BDP-Pressemitteilungen, Startseite Dienstag, 29. Oktober 2013

Am 24. September hat das britische National Institute for Health and Care Excellence (NICE) empfohlen, den britischen Versicherten einen Genexpressionstest zur Verfügung zu stellen. Ein solcher Test gibt den behandelnden Ärzten eine Entscheidungshilfe an die Hand, ob man bestimmten Brustkrebspatientinnen die Chemotherapie mit ihren toxischen Nebenwirkungen ersparen könnte oder nicht. NICE empfiehlt Genexpressionstests als Option zur Behandlungsentscheidung.


Der Bundesverband Deutscher Pathologen begrüßt diese Entscheidungshilfe ausdrücklich und hält einen solchen Test auch für deutsche Patientinnen für richtig. In Deutschland ist mit EndoPredict® bereits ein Testverfahren der zweiten Generation auf dem Markt. Er liefert anhand genetischer Merkmale in Kombinationen mit klassischen pathologischen Markern (Tumorgröße und Nodalstatus) signifikante Zusatzinformationen, ob eine Hormontherapie ausreicht, oder ob zu einer zusätzlichen Chemotherapie zu raten ist. Dieser Test ist zudem in der Lage, auch das Risiko für sogenannte späte Metastasen (nach dem 5. Überlebensjahr) präzise vorherzusagen. Der Test wird mittlerweile an rund 25 Instituten für Pathologie in Deutschland und der Schweiz für die klinische Anwendung angeboten. Geeignet ist der Test für etwa 70 Prozent der Brustkrebspatientinnen mit hormonrezeptorpositiven und HER2- negativen Karzinomen.

In Deutschland jedoch verweigert sich vor allem der Spitzenverband der Krankenkassen -definitiv ab 1.10.2013 - der Erstattung von Genexpressionstests mit der Begründung, sie seien nicht ausreichend validiert. „Diese Begründung ist falsch“, betont Prof. Dr. med. Werner Schlake, Präsident des Bundesverbandes Deutscher Pathologen, und fordert die GKV auf, ihre Meinung zu ändern und ihre Aussage an die aktuelle „Beweislage“ anzupassen.
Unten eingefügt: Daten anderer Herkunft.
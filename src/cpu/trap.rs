use thiserror::Error;
use tracing::debug;

use super::{Cpu, Xlen};
use crate::csr::{CsrFile, PrivMode, mstatus};
use crate::mem::{AccessKind, MemError};

/// Exception cause codes (RISC-V Privileged Spec)
pub mod causes {
    pub const INSTRUCTION_ADDRESS_MISALIGNED: u64 = 0;
    pub const INSTRUCTION_ACCESS_FAULT: u64 = 1;
    pub const ILLEGAL_INSTRUCTION: u64 = 2;
    pub const BREAKPOINT: u64 = 3;
    pub const LOAD_ADDRESS_MISALIGNED: u64 = 4;
    pub const LOAD_ACCESS_FAULT: u64 = 5;
    pub const STORE_ADDRESS_MISALIGNED: u64 = 6;
    pub const STORE_ACCESS_FAULT: u64 = 7;
    pub const ECALL_U: u64 = 8;
    pub const ECALL_S: u64 = 9;
    pub const ECALL_M: u64 = 11;
    pub const INSTRUCTION_PAGE_FAULT: u64 = 12;
    pub const LOAD_PAGE_FAULT: u64 = 13;
    pub const STORE_PAGE_FAULT: u64 = 15;

    // Interrupt causes (high bit set when interrupt)
    pub const SSI: u64 = 1;
    pub const MSI: u64 = 3;
    pub const STI: u64 = 5;
    pub const MTI: u64 = 7;
    pub const SEI: u64 = 9;
    pub const MEI: u64 = 11;
}

#[derive(Error, Debug, Clone, Copy, PartialEq, Eq)]
pub enum Trap {
    #[error("instruction address misaligned at pc=0x{pc:x}, addr=0x{addr:x}")]
    InstructionMisaligned { pc: u64, addr: u64 },

    #[error("instruction access fault at pc=0x{pc:x}, addr=0x{addr:x}")]
    InstructionAccessFault { pc: u64, addr: u64 },

    #[error("illegal instruction at pc=0x{pc:x} inst=0x{inst:08x}")]
    IllegalInstruction { pc: u64, inst: u32 },

    #[error("breakpoint at pc=0x{pc:x}")]
    Breakpoint { pc: u64 },

    #[error("load address misaligned at pc=0x{pc:x}, addr=0x{addr:x}")]
    LoadMisaligned { pc: u64, addr: u64 },

    #[error("load access fault at pc=0x{pc:x}, addr=0x{addr:x}")]
    LoadAccessFault { pc: u64, addr: u64 },

    #[error("store address misaligned at pc=0x{pc:x}, addr=0x{addr:x}")]
    StoreMisaligned { pc: u64, addr: u64 },

    #[error("store access fault at pc=0x{pc:x}, addr=0x{addr:x}")]
    StoreAccessFault { pc: u64, addr: u64 },

    #[error("user environment call at pc=0x{pc:x}")]
    EcallFromU { pc: u64 },

    #[error("supervisor environment call at pc=0x{pc:x}")]
    EcallFromS { pc: u64 },

    #[error("machine environment call at pc=0x{pc:x}")]
    EcallFromM { pc: u64 },

    #[error("instruction page fault at pc=0x{pc:x}, addr=0x{addr:x}")]
    InstructionPageFault { pc: u64, addr: u64 },

    #[error("load page fault at pc=0x{pc:x}, addr=0x{addr:x}")]
    LoadPageFault { pc: u64, addr: u64 },

    #[error("store page fault at pc=0x{pc:x}, addr=0x{addr:x}")]
    StorePageFault { pc: u64, addr: u64 },

    // Interrupts
    #[error("machine software interrupt")]
    MachineSoftwareInterrupt { pc: u64 },

    #[error("machine timer interrupt")]
    MachineTimerInterrupt { pc: u64 },

    #[error("machine external interrupt")]
    MachineExternalInterrupt { pc: u64 },

    #[error("supervisor software interrupt")]
    SupervisorSoftwareInterrupt { pc: u64 },

    #[error("supervisor timer interrupt")]
    SupervisorTimerInterrupt { pc: u64 },

    #[error("supervisor external interrupt")]
    SupervisorExternalInterrupt { pc: u64 },
}

impl Trap {
    /// Interrupt for a `mip` bit number, taken at `pc`.
    pub fn interrupt(cause: u64, pc: u64) -> Option<Self> {
        Some(match cause {
            causes::SSI => Trap::SupervisorSoftwareInterrupt { pc },
            causes::MSI => Trap::MachineSoftwareInterrupt { pc },
            causes::STI => Trap::SupervisorTimerInterrupt { pc },
            causes::MTI => Trap::MachineTimerInterrupt { pc },
            causes::SEI => Trap::SupervisorExternalInterrupt { pc },
            causes::MEI => Trap::MachineExternalInterrupt { pc },
            _ => return None,
        })
    }

    /// Environment call from the given privilege mode.
    pub fn ecall(mode: PrivMode, pc: u64) -> Self {
        match mode {
            PrivMode::User => Trap::EcallFromU { pc },
            PrivMode::Supervisor => Trap::EcallFromS { pc },
            PrivMode::Machine => Trap::EcallFromM { pc },
        }
    }

    /// Returns the exception/interrupt cause code
    pub fn cause(&self) -> u64 {
        match self {
            // Exceptions (no interrupt bit)
            Trap::InstructionMisaligned { .. } => causes::INSTRUCTION_ADDRESS_MISALIGNED,
            Trap::InstructionAccessFault { .. } => causes::INSTRUCTION_ACCESS_FAULT,
            Trap::IllegalInstruction { .. } => causes::ILLEGAL_INSTRUCTION,
            Trap::Breakpoint { .. } => causes::BREAKPOINT,
            Trap::LoadMisaligned { .. } => causes::LOAD_ADDRESS_MISALIGNED,
            Trap::LoadAccessFault { .. } => causes::LOAD_ACCESS_FAULT,
            Trap::StoreMisaligned { .. } => causes::STORE_ADDRESS_MISALIGNED,
            Trap::StoreAccessFault { .. } => causes::STORE_ACCESS_FAULT,
            Trap::EcallFromU { .. } => causes::ECALL_U,
            Trap::EcallFromS { .. } => causes::ECALL_S,
            Trap::EcallFromM { .. } => causes::ECALL_M,
            Trap::InstructionPageFault { .. } => causes::INSTRUCTION_PAGE_FAULT,
            Trap::LoadPageFault { .. } => causes::LOAD_PAGE_FAULT,
            Trap::StorePageFault { .. } => causes::STORE_PAGE_FAULT,

            // Interrupts (cause without interrupt bit)
            Trap::SupervisorSoftwareInterrupt { .. } => causes::SSI,
            Trap::MachineSoftwareInterrupt { .. } => causes::MSI,
            Trap::SupervisorTimerInterrupt { .. } => causes::STI,
            Trap::MachineTimerInterrupt { .. } => causes::MTI,
            Trap::SupervisorExternalInterrupt { .. } => causes::SEI,
            Trap::MachineExternalInterrupt { .. } => causes::MEI,
        }
    }

    /// Returns true if this is an interrupt (vs synchronous exception)
    pub fn is_interrupt(&self) -> bool {
        matches!(
            self,
            Trap::MachineSoftwareInterrupt { .. }
                | Trap::MachineTimerInterrupt { .. }
                | Trap::MachineExternalInterrupt { .. }
                | Trap::SupervisorSoftwareInterrupt { .. }
                | Trap::SupervisorTimerInterrupt { .. }
                | Trap::SupervisorExternalInterrupt { .. }
        )
    }

    /// Returns the trap value (mtval/stval)
    pub fn tval(&self) -> u64 {
        match self {
            Trap::IllegalInstruction { inst, .. } => *inst as u64,
            Trap::Breakpoint { pc } => *pc,
            Trap::InstructionMisaligned { addr, .. }
            | Trap::InstructionAccessFault { addr, .. }
            | Trap::LoadMisaligned { addr, .. }
            | Trap::LoadAccessFault { addr, .. }
            | Trap::StoreMisaligned { addr, .. }
            | Trap::StoreAccessFault { addr, .. }
            | Trap::InstructionPageFault { addr, .. }
            | Trap::LoadPageFault { addr, .. }
            | Trap::StorePageFault { addr, .. } => *addr,
            _ => 0,
        }
    }

    /// Returns the PC where the trap occurred
    pub fn pc(&self) -> u64 {
        match self {
            Trap::InstructionMisaligned { pc, .. }
            | Trap::InstructionAccessFault { pc, .. }
            | Trap::IllegalInstruction { pc, .. }
            | Trap::Breakpoint { pc }
            | Trap::LoadMisaligned { pc, .. }
            | Trap::LoadAccessFault { pc, .. }
            | Trap::StoreMisaligned { pc, .. }
            | Trap::StoreAccessFault { pc, .. }
            | Trap::EcallFromU { pc }
            | Trap::EcallFromS { pc }
            | Trap::EcallFromM { pc }
            | Trap::InstructionPageFault { pc, .. }
            | Trap::LoadPageFault { pc, .. }
            | Trap::StorePageFault { pc, .. }
            | Trap::MachineSoftwareInterrupt { pc }
            | Trap::MachineTimerInterrupt { pc }
            | Trap::MachineExternalInterrupt { pc }
            | Trap::SupervisorSoftwareInterrupt { pc }
            | Trap::SupervisorTimerInterrupt { pc }
            | Trap::SupervisorExternalInterrupt { pc } => *pc,
        }
    }

    /// Value written to mcause/scause.
    pub fn xcause(&self, xlen: Xlen) -> u64 {
        if self.is_interrupt() {
            (1 << (xlen.bits() - 1)) | self.cause()
        } else {
            self.cause()
        }
    }
}

/// Trait for adding PC context to errors that can become Traps
pub trait WithPc<T> {
    fn with_pc(self, pc: u64) -> Result<T, Trap>;
}

impl<T> WithPc<T> for Result<T, MemError> {
    fn with_pc(self, pc: u64) -> Result<T, Trap> {
        self.map_err(|err| match err {
            MemError::PageFault { kind, addr } => match kind {
                AccessKind::Fetch => Trap::InstructionPageFault { pc, addr },
                AccessKind::Load => Trap::LoadPageFault { pc, addr },
                AccessKind::Store => Trap::StorePageFault { pc, addr },
            },
            MemError::AccessFault { kind, addr } => match kind {
                AccessKind::Fetch => Trap::InstructionAccessFault { pc, addr },
                AccessKind::Load => Trap::LoadAccessFault { pc, addr },
                AccessKind::Store => Trap::StoreAccessFault { pc, addr },
            },
            // callers map physical misses to a kind first
            MemError::Oob(addr) => Trap::LoadAccessFault { pc, addr },
        })
    }
}

impl<T> WithPc<T> for Result<T, crate::cpu::decode::DecodeError> {
    fn with_pc(self, pc: u64) -> Result<T, Trap> {
        self.map_err(|err| Trap::IllegalInstruction {
            pc,
            inst: err.inst(),
        })
    }
}

/// Where a trap will be taken.
#[derive(Debug, Clone, Copy, PartialEq, Eq)]
pub struct TrapRoute {
    pub target: PrivMode,
    pub handler_pc: u64,
}

/// Decides the target mode and handler address for `trap` without changing
/// any state.
pub fn route(csrs: &CsrFile, trap: &Trap) -> TrapRoute {
    let cause = trap.cause();
    let delegated = if trap.is_interrupt() {
        csrs.should_delegate_interrupt(cause)
    } else {
        csrs.should_delegate_exception(cause)
    };
    let (target, tvec) = if delegated {
        (PrivMode::Supervisor, csrs.stvec)
    } else {
        (PrivMode::Machine, csrs.mtvec)
    };

    let base = tvec & !0b11;
    let vectored = tvec & 0b11 == 1;
    let handler_pc = if vectored && trap.is_interrupt() {
        base.wrapping_add(4 * cause)
    } else {
        base
    };
    TrapRoute {
        target,
        handler_pc: csrs.xlen().truncate(handler_pc),
    }
}

/// Takes `trap` along `route`: saves state into the target mode's CSRs and
/// jumps to the handler.
pub fn enter(cpu: &mut Cpu, trap: &Trap, route: TrapRoute) {
    let csrs = &mut cpu.csrs;
    let from = csrs.priv_mode;
    let xcause = trap.xcause(csrs.xlen());

    match route.target {
        PrivMode::Supervisor => {
            csrs.sepc = trap.pc();
            csrs.scause = xcause;
            csrs.stval = trap.tval();
            let sie = csrs.mstatus_bit(mstatus::SIE);
            csrs.set_mstatus_bit(mstatus::SPIE, sie);
            csrs.set_mstatus_bit(mstatus::SIE, false);
            csrs.set_spp(from);
        }
        _ => {
            csrs.mepc = trap.pc();
            csrs.mcause = xcause;
            csrs.mtval = trap.tval();
            let mie = csrs.mstatus_bit(mstatus::MIE);
            csrs.set_mstatus_bit(mstatus::MPIE, mie);
            csrs.set_mstatus_bit(mstatus::MIE, false);
            csrs.set_mpp(from);
        }
    }
    csrs.priv_mode = route.target;
    cpu.pc = route.handler_pc;

    debug!(
        %trap,
        from = ?from,
        to = ?route.target,
        handler = format_args!("0x{:x}", route.handler_pc),
        "trap taken"
    );
}

/// Returns from a machine-mode trap handler.
pub fn mret(cpu: &mut Cpu) {
    let csrs = &mut cpu.csrs;
    let to = csrs.mpp();
    let mpie = csrs.mstatus_bit(mstatus::MPIE);
    csrs.set_mstatus_bit(mstatus::MIE, mpie);
    csrs.set_mstatus_bit(mstatus::MPIE, true);
    csrs.set_mpp(PrivMode::User);
    if to != PrivMode::Machine {
        csrs.set_mstatus_bit(mstatus::MPRV, false);
    }
    csrs.priv_mode = to;
    cpu.pc = csrs.mepc;
    debug!(to = ?to, pc = format_args!("0x{:x}", cpu.pc), "mret");
}

/// Returns from a supervisor-mode trap handler.
pub fn sret(cpu: &mut Cpu) {
    let csrs = &mut cpu.csrs;
    let to = csrs.spp();
    let spie = csrs.mstatus_bit(mstatus::SPIE);
    csrs.set_mstatus_bit(mstatus::SIE, spie);
    csrs.set_mstatus_bit(mstatus::SPIE, true);
    csrs.set_spp(PrivMode::User);
    csrs.set_mstatus_bit(mstatus::MPRV, false);
    csrs.priv_mode = to;
    cpu.pc = csrs.sepc;
    debug!(to = ?to, pc = format_args!("0x{:x}", cpu.pc), "sret");
}
use crate::cpu::Xlen;

pub const DEFAULT_RAM_BYTES: usize = 128 * 1024 * 1024;
pub const DEFAULT_BOOTARGS: &str = "console=ttyS0 root=/dev/vda rw";

/// Everything needed to build an [`Emulator`](crate::emulator::Emulator).
#[derive(Debug, Clone, PartialEq, Eq)]
pub struct Config {
    pub ram_bytes: usize,
    /// Forces the register width. `None` takes it from the ELF class, or
    /// RV64 for raw images.
    pub xlen: Option<Xlen>,
    /// Translation cache on or off. Results are identical either way.
    pub page_cache: bool,
    /// `/chosen/bootargs` in the generated device tree.
    pub bootargs: String,
}

impl Default for Config {
    fn default() -> Self {
        Self {
            ram_bytes: DEFAULT_RAM_BYTES,
            xlen: None,
            page_cache: true,
            bootargs: DEFAULT_BOOTARGS.to_string(),
        }
    }
}

impl Config {
    pub fn with_ram_mib(mut self, mib: usize) -> Self {
        self.ram_bytes = mib * 1024 * 1024;
        self
    }

    pub fn with_xlen(mut self, xlen: Xlen) -> Self {
        self.xlen = Some(xlen);
        self
    }
}

#[cfg(test)]
mod tests {
    use super::*;

    #[test]
    fn defaults() {
        let config = Config::default();
        assert_eq!(config.ram_bytes, 128 << 20);
        assert_eq!(config.xlen, None);
        assert!(config.page_cache);
        assert_eq!(Config::default().with_ram_mib(4).ram_bytes, 4 << 20);
    }
}
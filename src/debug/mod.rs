//! Introspection for debuggers and test harnesses.
//!
//! Nothing here changes guest-visible state: memory is read through a
//! side-effect-free walk and device reads never dequeue or claim.

pub mod disasm;

use fnv::FnvHashSet;
use thiserror::Error;
use tracing::trace;

use crate::cpu::compressed;
use crate::cpu::decode::{self, Instr};
use crate::cpu::{Cpu, HaltReason, Machine, MachineError, StepOutcome};
use crate::mem::{AccessKind, MemError, Width};
use crate::mmu::PAGE_SIZE;

#[derive(Error, Debug, Clone, Copy, PartialEq, Eq)]
pub enum DebugError {
    #[error("no such register: x{0}")]
    InvalidRegister(usize),
}

#[derive(Error, Debug, Clone, Copy, PartialEq, Eq)]
pub enum ProbeError {
    #[error("page fault at 0x{0:x}")]
    PageFault(u64),

    #[error("nothing backs 0x{0:x}")]
    InvalidAddress(u64),
}

/// Why a bounded run stopped.
#[derive(Debug, Clone, Copy, PartialEq, Eq)]
pub enum RunUntil {
    /// The PC reached this breakpoint after a step.
    Breakpoint(u64),
    /// The step budget ran out. The machine can be resumed.
    Exhausted,
    Halted(HaltReason),
}

/// Per-instruction trace line, emitted at TRACE level just before execution.
pub fn trace_instruction(cpu: &Cpu, raw: u32, len: u64, instr: &Instr) {
    let digits = (len * 2) as usize;
    trace!(
        pc = format_args!("0x{:x}", cpu.pc),
        inst = format_args!("{raw:0digits$x}"),
        mode = ?cpu.csrs.priv_mode,
        "{instr}"
    );
}

/// Architectural value of `x<index>`, zero-extended from XLEN.
pub fn read_register(m: &Machine, index: usize) -> Result<u64, DebugError> {
    m.cpu
        .regs
        .get(index)
        .map(|&value| m.xlen().truncate(value))
        .ok_or(DebugError::InvalidRegister(index))
}

pub fn read_pc(m: &Machine) -> u64 {
    m.cpu.pc
}

fn probe(m: &Machine, vaddr: u64, kind: AccessKind) -> Result<u64, ProbeError> {
    m.mmu
        .probe(&m.bus, &m.cpu.csrs, vaddr, kind)
        .map_err(|err| match err {
            MemError::PageFault { .. } => ProbeError::PageFault(vaddr),
            _ => ProbeError::InvalidAddress(vaddr),
        })
}

/// Reads `width` bytes at a virtual address, translating the way a load from
/// the current mode would.
fn peek_virtual(m: &Machine, vaddr: u64, width: Width, kind: AccessKind) -> Result<u64, ProbeError> {
    let vaddr = m.xlen().truncate(vaddr);
    if (vaddr & (PAGE_SIZE - 1)) + width.bytes() <= PAGE_SIZE {
        let paddr = probe(m, vaddr, kind)?;
        if let Ok(value) = m.bus.peek(paddr, width) {
            return Ok(value);
        }
    }
    // crosses a page or a device window: go byte by byte
    (0..width.bytes()).try_fold(0, |acc, i| {
        let byte_addr = m.xlen().truncate(vaddr.wrapping_add(i));
        let paddr = probe(m, byte_addr, kind)?;
        let byte = m
            .bus
            .peek(paddr, Width::B)
            .map_err(|_| ProbeError::InvalidAddress(byte_addr))?;
        Ok(acc | byte << (8 * i))
    })
}

/// Eight bytes, little-endian, at a virtual address.
pub fn read_memory(m: &Machine, vaddr: u64) -> Result<u64, ProbeError> {
    peek_virtual(m, vaddr, Width::D, AccessKind::Load)
}

/// Runs at most `n` steps. Stops early, returning the reason, if the machine
/// halts.
pub fn step_n(m: &mut Machine, n: u64) -> Result<Option<HaltReason>, MachineError> {
    for _ in 0..n {
        if let StepOutcome::Halted(reason) = m.step()? {
            return Ok(Some(reason));
        }
    }
    Ok(None)
}

/// Steps until the PC lands on one of `breakpoints`, checking after every
/// step, or until `max_steps` steps have run.
pub fn run_until(
    m: &mut Machine,
    breakpoints: &[u64],
    max_steps: u64,
) -> Result<RunUntil, MachineError> {
    let breakpoints: FnvHashSet<u64> = breakpoints.iter().copied().collect();
    for _ in 0..max_steps {
        if let StepOutcome::Halted(reason) = m.step()? {
            return Ok(RunUntil::Halted(reason));
        }
        if breakpoints.contains(&m.cpu.pc) {
            return Ok(RunUntil::Breakpoint(m.cpu.pc));
        }
    }
    Ok(RunUntil::Exhausted)
}

/// Disassembles the instruction at a virtual address without executing it.
pub fn disassemble_at(m: &Machine, vaddr: u64) -> String {
    let low = match peek_virtual(m, vaddr, Width::H, AccessKind::Fetch) {
        Ok(half) => half as u32,
        Err(err) => return format!("<{err}>"),
    };
    let (raw, decoded) = if low & 0b11 != 0b11 {
        (low, compressed::expand(low as u16, m.xlen()))
    } else {
        match peek_virtual(m, vaddr.wrapping_add(2), Width::H, AccessKind::Fetch) {
            Ok(high) => {
                let raw = (high as u32) << 16 | low;
                (raw, decode::decode(raw, m.xlen()))
            }
            Err(err) => return format!("<{err}>"),
        }
    };
    match decoded {
        Ok(instr) => instr.to_string(),
        Err(_) if raw & 0b11 != 0b11 => format!("<illegal 0x{raw:04x}>"),
        Err(_) => format!("<illegal 0x{raw:08x}>"),
    }
}
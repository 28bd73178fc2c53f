//! Core-local interruptor for a single hart.

use super::{read_field, write_field};
use crate::mem::Width;

const MSIP: u64 = 0x0000;
const MTIMECMP: u64 = 0x4000;
const MTIME: u64 = 0xbff8;

#[derive(Debug)]
pub struct Clint {
    msip: u32,
    mtimecmp: u64,
    mtime: u64,
}

impl Default for Clint {
    fn default() -> Self {
        // no timer interrupt until the guest programs mtimecmp
        Self {
            msip: 0,
            mtimecmp: u64::MAX,
            mtime: 0,
        }
    }
}

impl Clint {
    pub fn new() -> Self {
        Self::default()
    }

    pub fn tick(&mut self) {
        self.mtime = self.mtime.wrapping_add(1);
    }

    pub fn mtime(&self) -> u64 {
        self.mtime
    }

    pub fn timer_pending(&self) -> bool {
        self.mtime >= self.mtimecmp
    }

    pub fn software_pending(&self) -> bool {
        self.msip & 1 != 0
    }

    pub fn load(&self, offset: u64, width: Width) -> u64 {
        match offset {
            MSIP..=0x3 => read_field(self.msip as u64, offset - MSIP, width),
            MTIMECMP..=0x4007 => read_field(self.mtimecmp, offset - MTIMECMP, width),
            MTIME..=0xbfff => read_field(self.mtime, offset - MTIME, width),
            _ => 0,
        }
    }

    pub fn store(&mut self, offset: u64, width: Width, value: u64) {
        match offset {
            MSIP..=0x3 => {
                self.msip = write_field(self.msip as u64, offset - MSIP, width, value) as u32 & 1;
            }
            MTIMECMP..=0x4007 => {
                self.mtimecmp = write_field(self.mtimecmp, offset - MTIMECMP, width, value);
            }
            MTIME..=0xbfff => {
                self.mtime = write_field(self.mtime, offset - MTIME, width, value);
            }
            _ => {}
        }
    }
}

#[cfg(test)]
mod tests {
    use super::*;

    #[test]
    fn timer_fires_when_mtime_reaches_mtimecmp() {
        let mut clint = Clint::new();
        clint.store(MTIMECMP, Width::D, 3);
        assert!(!clint.timer_pending());
        for _ in 0..3 {
            clint.tick();
        }
        assert!(clint.timer_pending());
        assert_eq!(clint.load(MTIME, Width::D), 3);
    }

    #[test]
    fn mtimecmp_halves_are_independent() {
        let mut clint = Clint::new();
        clint.store(MTIMECMP, Width::W, 0x1234);
        clint.store(MTIMECMP + 4, Width::W, 0);
        assert_eq!(clint.load(MTIMECMP, Width::D), 0x1234);
        assert_eq!(clint.load(MTIMECMP + 4, Width::W), 0);
    }

    #[test]
    fn msip_keeps_only_bit_zero() {
        let mut clint = Clint::new();
        clint.store(MSIP, Width::W, 0xff);
        assert!(clint.software_pending());
        assert_eq!(clint.load(MSIP, Width::W), 1);
        clint.store(MSIP, Width::W, 0);
        assert!(!clint.software_pending());
    }
}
„Wie lange will die deutsche gesetzliche Krankenversicherung ausgerechnet hinter dem staatlichen britischen Gesundheitswesen zurückstehen?“ fragt der Verbands-Chef und kritisiert die Behäbigkeit der Verhandlungsführung. Den gesetzlich versicherten Brustkrebspatientinnen laufe derweil die Zeit davon. Das Verhalten der GKV ist für Schlake ein weiteres Indiz für den Ausbau einer Zwei-Klassen-Medizin.